Directions for this task
Restate each entry word for word, leaving nothing out.

BEGIN Dataset entries

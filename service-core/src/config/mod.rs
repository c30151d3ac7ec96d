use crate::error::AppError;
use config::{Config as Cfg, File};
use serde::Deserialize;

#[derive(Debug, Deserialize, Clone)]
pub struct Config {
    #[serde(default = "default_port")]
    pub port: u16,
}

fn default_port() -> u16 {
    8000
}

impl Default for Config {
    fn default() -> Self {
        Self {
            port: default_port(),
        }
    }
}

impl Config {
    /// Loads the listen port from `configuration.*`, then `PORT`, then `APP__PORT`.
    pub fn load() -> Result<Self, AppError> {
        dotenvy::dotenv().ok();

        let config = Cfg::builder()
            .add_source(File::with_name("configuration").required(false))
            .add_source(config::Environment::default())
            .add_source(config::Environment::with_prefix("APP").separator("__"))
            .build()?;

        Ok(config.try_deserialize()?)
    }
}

END Dataset entries

Solution to the problem
filename service-core/src/config/mod.rs
repository c30151d3ac7ec96d
use crate::error::AppError;
use config::{Config as Cfg, File};
use serde::Deserialize;

#[derive(Debug, Deserialize, Clone)]
pub struct Config {
    #[serde(default = "default_port")]
    pub port: u16,
}

fn default_port() -> u16 {
    8000
}

impl Default for Config {
    fn default() -> Self {
        Self {
            port: default_port(),
        }
    }
}

impl Config {
    /// Loads the listen port from `configuration.*`, then `PORT`, then `APP__PORT`.
    pub fn load() -> Result<Self, AppError> {
        dotenvy::dotenv().ok();

        let config = Cfg::builder()
            .add_source(File::with_name("configuration").required(false))
            .add_source(config::Environment::default())
            .add_source(config::Environment::with_prefix("APP").separator("__"))
            .build()?;

        Ok(config.try_deserialize()?)
    }
}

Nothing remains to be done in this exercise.